▶ [WHAT THIS TASK INVOLVES]
In the entries below, find the line with "Availability::OutOfStock" and the line with "Success fragment template (replaces the form via HTMX).". Print those two and everything between them exactly, and nothing else.

▶ [MATERIAL PROVIDED]
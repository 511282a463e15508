//! Rate limiting middleware using governor and `tower_governor`.
//!
//! The waitlist POST is the only unauthenticated write on the site, so it
//! gets a per-IP limiter. Everything else is read-only and uncapped.

use std::net::IpAddr;
use std::sync::Arc;

use axum::http::Request;
use governor::clock::QuantaInstant;
use governor::middleware::NoOpMiddleware;
use tower_governor::{GovernorError, GovernorLayer, governor::GovernorConfigBuilder};

/// Key extractor that prefers proxy-provided client IP headers.
///
/// The site runs behind a CDN/proxy in production, so the socket peer is
/// the proxy, not the visitor. Checks `CF-Connecting-IP`, then
/// `X-Forwarded-For` (first hop), then `X-Real-IP`, then `Fly-Client-IP`.
#[derive(Clone, Copy)]
pub struct ProxyClientIpExtractor;

impl tower_governor::key_extractor::KeyExtractor for ProxyClientIpExtractor {
    type Key = IpAddr;

    fn extract<T>(&self, req: &Request<T>) -> Result<Self::Key, GovernorError> {
        let headers = req.headers();

        if let Some(ip) = headers
            .get("cf-connecting-ip")
            .and_then(|v| v.to_str().ok())
            .and_then(|s| s.parse::<IpAddr>().ok())
        {
            return Ok(ip);
        }

        if let Some(ip) = headers
            .get("x-forwarded-for")
            .and_then(|v| v.to_str().ok())
            .and_then(|s| s.split(',').next())
            .and_then(|s| s.trim().parse::<IpAddr>().ok())
        {
            return Ok(ip);
        }

        if let Some(ip) = headers
            .get("x-real-ip")
            .and_then(|v| v.to_str().ok())
            .and_then(|s| s.trim().parse::<IpAddr>().ok())
        {
            return Ok(ip);
        }

        if let Some(ip) = headers
            .get("fly-client-ip")
            .and_then(|v| v.to_str().ok())
            .and_then(|s| s.trim().parse::<IpAddr>().ok())
        {
            return Ok(ip);
        }

        Err(GovernorError::UnableToExtractKey)
    }
}

/// Rate limiter layer type for Axum.
pub type RateLimiterLayer =
    GovernorLayer<ProxyClientIpExtractor, NoOpMiddleware<QuantaInstant>, axum::body::Body>;

/// Create the rate limiter for the waitlist endpoint: ~10 signups per
/// minute per IP.
///
/// Configuration: 1 request every 6 seconds (replenish), burst of 5.
/// Legitimate visitors submit the form once, maybe twice after a typo.
///
/// # Panics
///
/// This function will not panic. The configuration uses only valid
/// positive integers (`per_second(6)` and `burst_size(5)`), which are
/// always accepted by `GovernorConfigBuilder`.
#[must_use]
pub fn waitlist_rate_limiter() -> RateLimiterLayer {
    let config = GovernorConfigBuilder::default()
        .key_extractor(ProxyClientIpExtractor)
        .per_second(6) // Replenish 1 token every 6 seconds (~10/minute)
        .burst_size(5) // Allow burst of 5 requests
        .finish()
        .expect("rate limiter config with per_second(6) and burst_size(5) is valid");
    GovernorLayer::new(Arc::new(config))
}

#[cfg(test)]
#[allow(clippy::unwrap_used)]
mod tests {
    use super::*;
    use tower_governor::key_extractor::KeyExtractor;

    fn request_with_header(name: &str, value: &str) -> Request<()> {
        Request::builder().header(name, value).body(()).unwrap()
    }

    #[test]
    fn test_extracts_cloudflare_header_first() {
        let req = Request::builder()
            .header("cf-connecting-ip", "203.0.113.7")
            .header("x-forwarded-for", "198.51.100.1")
            .body(())
            .unwrap();

        let ip = ProxyClientIpExtractor.extract(&req).unwrap();
        assert_eq!(ip, "203.0.113.7".parse::<IpAddr>().unwrap());
    }

    #[test]
    fn test_extracts_first_forwarded_hop() {
        let req = request_with_header("x-forwarded-for", "198.51.100.1, 10.0.0.1");
        let ip = ProxyClientIpExtractor.extract(&req).unwrap();
        assert_eq!(ip, "198.51.100.1".parse::<IpAddr>().unwrap());
    }

    #[test]
    fn test_missing_headers_is_an_error() {
        let req = Request::builder().body(()).unwrap();
        assert!(ProxyClientIpExtractor.extract(&req).is_err());
    }
}
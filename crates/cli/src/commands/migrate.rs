//! Database migration command.
//!
//! # Environment Variables
//!
//! - `SITE_DATABASE_URL` - `PostgreSQL` connection string (falls back to
//!   `DATABASE_URL`)
//!
//! Migration files live in `crates/site/migrations/` and are embedded
//! into the binary at compile time.

use secrecy::SecretString;

/// Errors from the migrate command.
#[derive(Debug, thiserror::Error)]
pub enum MigrationError {
    #[error("Missing environment variable: {0}")]
    MissingEnvVar(&'static str),

    #[error("Database error: {0}")]
    Database(#[from] sqlx::Error),

    #[error("Migration error: {0}")]
    Migration(#[from] sqlx::migrate::MigrateError),
}

/// Run site database migrations.
///
/// # Errors
///
/// Returns `MigrationError` if the database URL is missing, the
/// connection fails, or a migration fails to apply.
pub async fn run() -> Result<(), MigrationError> {
    dotenvy::dotenv().ok();

    let database_url = database_url()?;

    tracing::info!("Connecting to database...");
    let pool = brickmon_site::db::create_pool(&database_url).await?;

    tracing::info!("Running migrations...");
    sqlx::migrate!("../site/migrations").run(&pool).await?;

    tracing::info!("Migrations complete!");
    Ok(())
}

fn database_url() -> Result<SecretString, MigrationError> {
    std::env::var("SITE_DATABASE_URL")
        .or_else(|_| std::env::var("DATABASE_URL"))
        .map(SecretString::from)
        .map_err(|_| MigrationError::MissingEnvVar("SITE_DATABASE_URL"))
}
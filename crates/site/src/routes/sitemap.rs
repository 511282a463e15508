//! Sitemap route handler.

use axum::{
    extract::State,
    http::header,
    response::{IntoResponse, Response},
};
use tracing::instrument;

use crate::error::Result;
use crate::models::Product;
use crate::state::AppState;

/// Serve `/sitemap.xml` built from the cached catalog.
#[instrument(skip(state))]
pub async fn sitemap(State(state): State<AppState>) -> Result<Response> {
    let snapshot = state.catalog().snapshot().await?;
    let xml = build_sitemap(state.config().base_url_trimmed(), snapshot.products());

    Ok((
        [(header::CONTENT_TYPE, "application/xml")],
        xml,
    )
        .into_response())
}

/// Render the sitemap XML: the home page plus one URL per product.
///
/// The home page polls hourly-fresh stock data, detail pages change when
/// an import runs, so the change frequencies differ.
fn build_sitemap(base_url: &str, products: &[Product]) -> String {
    let mut xml = String::from(
        "<?xml version=\"1.0\" encoding=\"UTF-8\"?>\n\
         <urlset xmlns=\"http://www.sitemaps.org/schemas/sitemap/0.9\">\n",
    );

    xml.push_str(&format!(
        "  <url>\n    <loc>{base_url}/</loc>\n    <changefreq>hourly</changefreq>\n    <priority>1.0</priority>\n  </url>\n"
    ));

    for product in products {
        xml.push_str(&format!(
            "  <url>\n    <loc>{base_url}/set/{slug}</loc>\n    <lastmod>{lastmod}</lastmod>\n    <changefreq>daily</changefreq>\n    <priority>0.8</priority>\n  </url>\n",
            slug = product.slug,
            lastmod = product.updated_at.format("%Y-%m-%d"),
        ));
    }

    xml.push_str("</urlset>\n");
    xml
}

#[cfg(test)]
#[allow(clippy::unwrap_used)]
mod tests {
    use super::*;
    use brickmon_core::{ProductId, Slug};
    use chrono::Utc;

    fn product(name: &str) -> Product {
        Product {
            id: ProductId::new(1),
            name: name.to_string(),
            slug: Slug::from_name(name),
            status: "IN STOCK".to_string(),
            price: None,
            retailer: None,
            image_url: None,
            buy_url: None,
            description: None,
            created_at: Utc::now(),
            updated_at: Utc::now(),
        }
    }

    #[test]
    fn test_sitemap_contains_home_and_products() {
        let xml = build_sitemap(
            "https://brickmon.app",
            &[product("Life-Size Pikachu"), product("Kanto Region Set")],
        );

        assert!(xml.starts_with("<?xml version=\"1.0\""));
        assert!(xml.contains("<loc>https://brickmon.app/</loc>"));
        assert!(xml.contains("<loc>https://brickmon.app/set/life-size-pikachu</loc>"));
        assert!(xml.contains("<loc>https://brickmon.app/set/kanto-region-set</loc>"));
        assert!(xml.ends_with("</urlset>\n"));
    }

    #[test]
    fn test_sitemap_with_empty_catalog() {
        let xml = build_sitemap("https://brickmon.app", &[]);
        assert_eq!(xml.matches("<url>").count(), 1);
    }
}
//! Product model.

use chrono::{DateTime, Utc};

use brickmon_core::{Availability, Price, ProductId, Slug, StatusTone};

/// A tracked product as stored in the `products` table.
///
/// The site never mutates products; the import CLI is the single writer.
/// `status` and `price` are kept as the raw text the tracker feed
/// delivered, and normalized on read via [`brickmon_core`] classifiers.
#[derive(Debug, Clone, sqlx::FromRow)]
pub struct Product {
    pub id: ProductId,
    pub name: String,
    pub slug: Slug,
    /// Raw status text, e.g. "IN STOCK". Classify, don't match.
    pub status: String,
    /// Display price label, e.g. "$99.99" or "TBA".
    pub price: Option<String>,
    pub retailer: Option<String>,
    pub image_url: Option<String>,
    pub buy_url: Option<String>,
    pub description: Option<String>,
    pub created_at: DateTime<Utc>,
    pub updated_at: DateTime<Utc>,
}

impl Product {
    /// Normalized availability for structured data and badges.
    #[must_use]
    pub fn availability(&self) -> Availability {
        Availability::classify(&self.status)
    }

    /// Badge tone for the status pill.
    #[must_use]
    pub fn status_tone(&self) -> StatusTone {
        StatusTone::classify(&self.status)
    }

    /// Structured price parsed from the display label, if any.
    #[must_use]
    pub fn parsed_price(&self) -> Option<Price> {
        self.price.as_deref().and_then(Price::parse_label)
    }

    /// Display label for the price, with "TBA" standing in for unknown.
    #[must_use]
    pub fn price_label(&self) -> &str {
        self.price.as_deref().unwrap_or("TBA")
    }
}

#[cfg(test)]
#[allow(clippy::unwrap_used)]
mod tests {
    use super::*;
    use rust_decimal::Decimal;

    fn product(status: &str, price: Option<&str>) -> Product {
        Product {
            id: ProductId::new(1),
            name: "Life-Size Pikachu".to_string(),
            slug: Slug::from_name("Life-Size Pikachu"),
            status: status.to_string(),
            price: price.map(str::to_string),
            retailer: Some("LEGO Shop".to_string()),
            image_url: None,
            buy_url: None,
            description: None,
            created_at: Utc::now(),
            updated_at: Utc::now(),
        }
    }

    #[test]
    fn test_availability_from_raw_status() {
        assert_eq!(product("IN STOCK", None).availability(), Availability::InStock);
        assert_eq!(
            product("something odd", None).availability(),
            Availability::OutOfStock
        );
    }

    #[test]
    fn test_parsed_price() {
        assert_eq!(
            product("IN STOCK", Some("$99.99")).parsed_price(),
            Some(Price::new(Decimal::new(9999, 2)))
        );
        assert_eq!(product("IN STOCK", Some("TBA")).parsed_price(), None);
        assert_eq!(product("IN STOCK", None).parsed_price(), None);
    }

    #[test]
    fn test_price_label_fallback() {
        assert_eq!(product("IN STOCK", None).price_label(), "TBA");
        assert_eq!(product("IN STOCK", Some("$49.99")).price_label(), "$49.99");
    }
}
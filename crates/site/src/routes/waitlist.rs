//! Waitlist signup route handler.
//!
//! Accepts the waitlist form and replaces it with a success or error
//! fragment via HTMX. Duplicate signups render the success fragment;
//! the intake service guarantees that policy.

use askama::Template;
use askama_web::WebTemplate;
use axum::{Form, extract::State, response::IntoResponse};
use serde::Deserialize;
use tracing::instrument;

use crate::services::waitlist;
use crate::state::AppState;

/// Waitlist signup form data.
#[derive(Debug, Deserialize)]
pub struct SubscribeForm {
    pub email: String,
}

/// Success fragment template (replaces the form via HTMX).
#[derive(Template, WebTemplate)]
#[template(path = "waitlist/subscribe_success.html")]
pub struct SubscribeSuccessTemplate {
    pub message: &'static str,
}

/// Error fragment template (replaces the form via HTMX).
#[derive(Template, WebTemplate)]
#[template(path = "waitlist/subscribe_error.html")]
pub struct SubscribeErrorTemplate {
    pub message: &'static str,
    pub email: String,
}

/// Subscribe to the waitlist (HTMX).
#[instrument(skip(state, form))]
pub async fn subscribe(
    State(state): State<AppState>,
    Form(form): Form<SubscribeForm>,
) -> impl IntoResponse {
    let outcome = waitlist::subscribe(state.pool(), &form.email).await;

    if outcome.is_success() {
        SubscribeSuccessTemplate {
            message: outcome.message(),
        }
        .into_response()
    } else {
        SubscribeErrorTemplate {
            message: outcome.message(),
            email: form.email,
        }
        .into_response()
    }
}

#[cfg(test)]
#[allow(clippy::unwrap_used)]
mod tests {
    use super::*;

    #[test]
    fn test_success_fragment_renders_message() {
        let html = SubscribeSuccessTemplate {
            message: "Welcome to the club!",
        }
        .render()
        .unwrap();
        assert!(html.contains("Welcome to the club!"));
    }

    #[test]
    fn test_error_fragment_keeps_typed_email() {
        let html = SubscribeErrorTemplate {
            message: "Please enter a valid email address.",
            email: "typo@nowhere".to_string(),
        }
        .render()
        .unwrap();
        assert!(html.contains("Please enter a valid email address."));
        assert!(html.contains("typo@nowhere"));
    }

    #[test]
    fn test_error_fragment_escapes_email() {
        let html = SubscribeErrorTemplate {
            message: "Please enter a valid email address.",
            email: "<script>alert(1)</script>".to_string(),
        }
        .render()
        .unwrap();
        assert!(!html.contains("<script>alert(1)</script>"));
    }
}
//! Site services.

pub mod catalog;
pub mod waitlist;

pub use catalog::{CatalogService, CatalogSnapshot, CatalogStats};
pub use waitlist::SubscribeOutcome;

▶ [COMPLETED EXERCISE]
            Availability::OutOfStock
        );
    }

    #[test]
    fn test_parsed_price() {
        assert_eq!(
            product("IN STOCK", Some("$99.99")).parsed_price(),
            Some(Price::new(Decimal::new(9999, 2)))
        );
        assert_eq!(product("IN STOCK", Some("TBA")).parsed_price(), None);
        assert_eq!(product("IN STOCK", None).parsed_price(), None);
    }

    #[test]
    fn test_price_label_fallback() {
        assert_eq!(product("IN STOCK", None).price_label(), "TBA");
        assert_eq!(product("IN STOCK", Some("$49.99")).price_label(), "$49.99");
    }
}
filename crates/site/src/routes/waitlist.rs
//! Waitlist signup route handler.
//!
//! Accepts the waitlist form and replaces it with a success or error
//! fragment via HTMX. Duplicate signups render the success fragment;
//! the intake service guarantees that policy.

use askama::Template;
use askama_web::WebTemplate;
use axum::{Form, extract::State, response::IntoResponse};
use serde::Deserialize;
use tracing::instrument;

use crate::services::waitlist;
use crate::state::AppState;

/// Waitlist signup form data.
#[derive(Debug, Deserialize)]
pub struct SubscribeForm {
    pub email: String,
}

/// Success fragment template (replaces the form via HTMX).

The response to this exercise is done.